A large data center comprises a compute cluster and a large NAS array (NFS/CIFS). If all the servers in the cluster start accessing the same file in the NAS cluster this can become a bottleneck, dramatically reducing throughput. This type of problem can occur in a variety of data center services, http, DNS, memcache etc.

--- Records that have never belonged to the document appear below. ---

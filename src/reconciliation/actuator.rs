//! Safety Mode Actuator
//!
//! Capability to force a symbol into a trading mode on the peer service that
//! owns order entry. Every call carries a fresh idempotency key.

use std::sync::Arc;
use std::time::Duration;

use async_trait::async_trait;
use chrono::{DateTime, Utc};
use serde::{Deserialize, Serialize};
use tracing::{error, info, warn};

use super::types::SafetyMode;
use crate::clock::Clock;

/// Result of one mode change request
#[derive(Debug, Clone, PartialEq, Eq)]
pub enum ModeChangeOutcome {
    Accepted,
    /// Peer answered and refused
    Rejected(String),
    /// Transport error or timeout
    Failed(String),
}

impl ModeChangeOutcome {
    #[inline]
    pub fn is_accepted(&self) -> bool {
        matches!(self, ModeChangeOutcome::Accepted)
    }
}

#[async_trait]
pub trait SafetyModeActuator: Send + Sync {
    /// Actuator name for logging
    fn name(&self) -> &'static str;

    async fn set_symbol_mode(
        &self,
        symbol: &str,
        mode: SafetyMode,
        reason: &str,
    ) -> ModeChangeOutcome;

    /// Put a symbol back into NORMAL
    async fn restore_symbol_mode(&self, symbol: &str, reason: &str) -> ModeChangeOutcome {
        self.set_symbol_mode(symbol, SafetyMode::Normal, reason).await
    }
}

/// Key sent with every request: `recon-{symbol}-{epoch_ms}-{ulid}`
pub fn idempotency_key(symbol: &str, now: DateTime<Utc>) -> String {
    format!(
        "recon-{}-{}-{}",
        symbol,
        now.timestamp_millis(),
        ulid::Ulid::new()
    )
}

#[derive(Debug, Serialize)]
struct SetSymbolModeRequest<'a> {
    symbol: &'a str,
    mode: SafetyMode,
    reason: &'a str,
    idempotency_key: String,
    requested_by: &'static str,
}

#[derive(Debug, Deserialize)]
struct SetSymbolModeResponse {
    accepted: bool,
    #[serde(default)]
    message: Option<String>,
}

/// JSON over HTTP: `POST {base_url}/v1/symbols/mode`
pub struct HttpSafetyActuator {
    client: reqwest::Client,
    endpoint: String,
    clock: Arc<dyn Clock>,
}

impl HttpSafetyActuator {
    pub fn new(
        base_url: &str,
        timeout: Duration,
        clock: Arc<dyn Clock>,
    ) -> Result<Self, reqwest::Error> {
        let client = reqwest::Client::builder()
            .timeout(timeout.max(Duration::from_millis(1)))
            .build()?;
        let endpoint = format!("{}/v1/symbols/mode", base_url.trim_end_matches('/'));
        info!(endpoint = %endpoint, timeout_ms = timeout.as_millis() as u64, "Safety actuator ready");
        Ok(Self {
            client,
            endpoint,
            clock,
        })
    }
}

#[async_trait]
impl SafetyModeActuator for HttpSafetyActuator {
    fn name(&self) -> &'static str {
        "http"
    }

    async fn set_symbol_mode(
        &self,
        symbol: &str,
        mode: SafetyMode,
        reason: &str,
    ) -> ModeChangeOutcome {
        let request = SetSymbolModeRequest {
            symbol,
            mode,
            reason,
            idempotency_key: idempotency_key(symbol, self.clock.now()),
            requested_by: "ledger-reconciliation",
        };

        let response = match self.client.post(&self.endpoint).json(&request).send().await {
            Ok(resp) => resp,
            Err(e) => {
                error!(symbol, mode = %mode, reason, error = %e, "Safety mode request failed");
                return ModeChangeOutcome::Failed(e.to_string());
            }
        };

        let status = response.status();
        if !status.is_success() {
            error!(symbol, mode = %mode, status = %status, "Safety mode request returned error status");
            return ModeChangeOutcome::Failed(format!("http status {}", status));
        }

        match response.json::<SetSymbolModeResponse>().await {
            Ok(body) if body.accepted => {
                info!(symbol, mode = %mode, reason, "Safety mode applied");
                ModeChangeOutcome::Accepted
            }
            Ok(body) => {
                let message = body.message.unwrap_or_else(|| "rejected".to_string());
                warn!(symbol, mode = %mode, reason, message = %message, "Safety mode rejected");
                ModeChangeOutcome::Rejected(message)
            }
            Err(e) => {
                error!(symbol, mode = %mode, error = %e, "Safety mode response unreadable");
                ModeChangeOutcome::Failed(e.to_string())
            }
        }
    }
}

/// Used when auto-switching is turned off. Every request is rejected.
#[derive(Debug, Default, Clone, Copy)]
pub struct DisabledSafetyActuator;

#[async_trait]
impl SafetyModeActuator for DisabledSafetyActuator {
    fn name(&self) -> &'static str {
        "disabled"
    }

    async fn set_symbol_mode(
        &self,
        _symbol: &str,
        _mode: SafetyMode,
        _reason: &str,
    ) -> ModeChangeOutcome {
        ModeChangeOutcome::Rejected("actuator disabled".to_string())
    }
}

/// Mock actuator for testing
#[cfg(test)]
pub mod mock {
    use super::*;
    use std::sync::Mutex;
    use std::sync::atomic::{AtomicUsize, Ordering};

    #[derive(Default)]
    pub struct MockActuator {
        calls: AtomicUsize,
        /// (symbol, mode, reason) in call order
        requests: Mutex<Vec<(String, SafetyMode, String)>>,
        fail: Mutex<bool>,
    }

    impl MockActuator {
        pub fn new() -> Self {
            Self::default()
        }

        pub fn set_fail(&self, fail: bool) {
            *self.fail.lock().unwrap() = fail;
        }

        pub fn call_count(&self) -> usize {
            self.calls.load(Ordering::SeqCst)
        }

        pub fn requests(&self) -> Vec<(String, SafetyMode, String)> {
            self.requests.lock().unwrap().clone()
        }
    }

    #[async_trait]
    impl SafetyModeActuator for MockActuator {
        fn name(&self) -> &'static str {
            "mock"
        }

        async fn set_symbol_mode(
            &self,
            symbol: &str,
            mode: SafetyMode,
            reason: &str,
        ) -> ModeChangeOutcome {
            self.calls.fetch_add(1, Ordering::SeqCst);
            self.requests
                .lock()
                .unwrap()
                .push((symbol.to_string(), mode, reason.to_string()));
            if *self.fail.lock().unwrap() {
                ModeChangeOutcome::Failed("mock failure".to_string())
            } else {
                ModeChangeOutcome::Accepted
            }
        }
    }
}

#[cfg(test)]
mod tests {
    use super::*;
    use crate::clock::ManualClock;
    use chrono::TimeZone;

    #[tokio::test]
    async fn test_disabled_actuator_rejects() {
        let actuator = DisabledSafetyActuator;
        let outcome = actuator
            .set_symbol_mode("BTC-KRW", SafetyMode::CancelOnly, "test")
            .await;
        assert!(matches!(outcome, ModeChangeOutcome::Rejected(_)));
        assert!(!actuator.restore_symbol_mode("BTC-KRW", "test").await.is_accepted());
    }

    #[tokio::test]
    async fn test_restore_sends_normal() {
        let actuator = mock::MockActuator::new();
        assert!(actuator.restore_symbol_mode("ETH-KRW", "done").await.is_accepted());
        assert_eq!(
            actuator.requests(),
            vec![("ETH-KRW".to_string(), SafetyMode::Normal, "done".to_string())]
        );
    }

    #[test]
    fn test_idempotency_keys_use_given_time() {
        let now = Utc.with_ymd_and_hms(2026, 3, 1, 12, 0, 0).unwrap();
        let a = idempotency_key("BTC-KRW", now);
        let b = idempotency_key("BTC-KRW", now);
        assert!(a.starts_with(&format!("recon-BTC-KRW-{}-", now.timestamp_millis())));
        assert_ne!(a, b);
    }

    #[tokio::test]
    async fn test_http_actuator_unreachable_is_failure() {
        let actuator = HttpSafetyActuator::new(
            "http://127.0.0.1:9",
            Duration::from_millis(200),
            Arc::new(ManualClock::default()),
        )
        .unwrap();
        let outcome = actuator
            .set_symbol_mode("BTC-KRW", SafetyMode::HardHalt, "test")
            .await;
        assert!(matches!(outcome, ModeChangeOutcome::Failed(_)));
    }
}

Extending sFlow's sampling mechanism to application layer transactions provides a scalable way to monitor these types of distributed services. An sFlow agent embedded in the application would randomly sample completed transactions. This minimally impacts application performance, adding a counter decrement and test to the critical path. When a sample is taken, key transaction metrics are captured (e.g.,service_direction (client/server), type (e.g. read, write, get, head,..), status (succeeded, failed, error code), path(file path, url, lun), bytes_in, bytes_out, duration). In addition to the transaction statistics, the socket information associated with the request (remote ip, remote port, local ip, local port) is also captured and exported along with the transaction metrics. The socket information lets you link the application view to the network topology and traffic data that sFlow in the switches provides.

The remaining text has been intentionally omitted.